MISINFORMATION AND MEMORY: VIRTUAL REALITIES EFFECT ON THE MISINFORMATION EFFECT

Open Access
Author:
Koenig, Carly Devon
Area of Honors:
Letters, Arts, and Sciences (Abington)
Degree:
Bachelor of Arts
Document Type:
Thesis
Thesis Supervisors:
  • Jacob Arthur Benfield, Thesis Supervisor
  • Michael Jason Bernstein, Honors Advisor
Keywords:
  • misinformation effect
  • memory
  • virtual reality
Abstract:
Eyewitness testimony is a key tool used in our justice system but how reliable is it? That has been the question surrounding research for decades. People’s memories are susceptible to misinformation from outside sources (Loftus, Miller, & Burns, 1978) and this effect has been analyzed in many different contexts for more than thirty years.

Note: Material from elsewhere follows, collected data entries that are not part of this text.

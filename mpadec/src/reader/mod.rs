// Symphonia
// Copyright (c) 2019-2022 The Project Symphonia Developers.
//
// This Source Code Form is subject to the terms of the Mozilla Public
// License, v. 2.0. If a copy of the MPL was not distributed with this
// file, You can obtain one at https://mozilla.org/MPL/2.0/.

//! The `reader` module locates MPEG audio frames in a byte stream.
//!
//! A [`StreamReader`] scans its source for frame headers, skipping ID3v1, ID3v2, and RIFF/WAVE
//! regions, and builds an indexed list of [`Frame`]s as decoding proceeds. The list and the
//! byte buffer are guarded by separate locks so that one thread may read ahead with
//! [`StreamReader::read_to_end`] while another reads frames.

use std::sync::atomic::{AtomicBool, Ordering};
use std::sync::{Mutex, MutexGuard, PoisonError};
use std::thread;
use std::time::Duration;

use mpadec_core::errors::{end_of_stream_error, format_error, seek_error, Result, SeekErrorKind};
use mpadec_core::io::MediaSource;

use log::debug;

use crate::common::FrameHeader;
use crate::header::{self, MPEG_HEADER_LEN};

mod buffer;
mod tags;
mod vbr;

use buffer::ReadBuffer;

pub use vbr::{VbrInfo, VbrTag};

/// The longest free format frame that can be measured.
const MAX_FREE_FORMAT_LEN: usize = 8192;

/// The number of bytes a seekable source may buffer before bytes behind the scan are dropped.
const SEEKABLE_WINDOW: usize = 1 << 16;

/// Header bits that are constant across the free format frames of a stream: sync, version,
/// layer, protection, bit-rate, and sample rate.
const FREE_FORMAT_MASK: u32 = 0xffff_fc00;

/// `ReaderOptions` configures buffering of a [`StreamReader`].
#[derive(Clone, Debug)]
pub struct ReaderOptions {
    /// The number of bytes a forward-only source may buffer ahead of the decoder before
    /// [`StreamReader::read_to_end`] waits. The length of a leading ID3v2 tag is added to this
    /// bound.
    pub max_read_ahead: usize,
    /// The delay between checks of the read-ahead bound.
    pub poll_interval: Duration,
    /// The initial capacity of the read buffer, and the minimum length of each read from the
    /// source.
    pub buffer_len: usize,
}

impl Default for ReaderOptions {
    fn default() -> Self {
        ReaderOptions {
            max_read_ahead: 40_000,
            poll_interval: Duration::from_millis(500),
            buffer_len: 2048,
        }
    }
}

/// A located MPEG audio frame.
#[derive(Copy, Clone, Debug)]
pub struct Frame {
    /// The sequence number of the frame, starting at 0.
    pub index: u64,
    /// The offset of the header word in the stream.
    pub offset: u64,
    /// The total length of the frame in bytes.
    pub len: usize,
    pub header: FrameHeader,
    /// The number of samples per channel in all preceding frames.
    pub sample_offset: u64,
}

impl Frame {
    /// Gets the number of samples per channel the frame decodes to.
    #[inline(always)]
    pub fn n_samples(&self) -> u64 {
        self.header.samples_per_frame() as u64
    }

    /// Gets the offset one past the end of the frame.
    #[inline(always)]
    pub fn end(&self) -> u64 {
        self.offset + self.len as u64
    }
}

/// The frames located so far, and the state of the scan.
struct FrameList {
    /// Located frames. For forward-only sources, released frames are removed.
    frames: Vec<Frame>,
    /// The index of `frames[0]`.
    first_index: u64,
    /// The total number of frames located.
    n_frames: u64,
    /// The sample offset of the next frame.
    next_sample: u64,
    /// The offset the scan resumes from.
    scan_offset: u64,
    /// Bytes were skipped since the last frame.
    resync: bool,
    end_found: bool,
    first_header: Option<FrameHeader>,
    /// The length of an unpadded free format frame, once measured.
    free_format_len: Option<usize>,
    vbr: Option<VbrInfo>,
    /// The length of the ID3v2 tags preceding the first frame.
    id3v2_len: u64,
    sample_count: Option<u64>,
}

impl FrameList {
    fn new(scan_offset: u64) -> Self {
        FrameList {
            frames: Vec::new(),
            first_index: 0,
            n_frames: 0,
            next_sample: 0,
            scan_offset,
            resync: true,
            end_found: false,
            first_header: None,
            free_format_len: None,
            vbr: None,
            id3v2_len: 0,
            sample_count: None,
        }
    }

    fn push(&mut self, offset: u64, len: usize, header: FrameHeader) {
        let frame = Frame {
            index: self.n_frames,
            offset,
            len,
            header,
            sample_offset: self.next_sample,
        };

        self.frames.push(frame);
        self.n_frames += 1;
        self.next_sample += frame.n_samples();
        self.scan_offset = frame.end();
        self.resync = false;
    }
}

#[inline]
fn lock<T>(mutex: &Mutex<T>) -> MutexGuard<'_, T> {
    mutex.lock().unwrap_or_else(PoisonError::into_inner)
}

/// `StreamReader` reads MPEG audio frames from a [`MediaSource`].
///
/// The frame list lock is always taken before the buffer lock.
pub struct StreamReader {
    options: ReaderOptions,
    seekable: bool,
    header: FrameHeader,
    list: Mutex<FrameList>,
    buffer: Mutex<ReadBuffer>,
    closed: AtomicBool,
}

Traditionally the misinformation effect has been studied using two dimensional videos or photographs. New virtual reality technology has been creating more efficient ways to study real life situations in controlled laboratory environments and have been shown to be highly immersive. The current study analyzes the misinformation effect in a virtual reality setting in hopes of showing that an immersive environment will enhance the misinformation effect in a traditional research design. The current study utilizes the classic event of a car accident to test the misinformation effect. The use of virtual reality can also expand research about eye witness testimony in situations that may not be able to be efficiently replicated two dimensional models.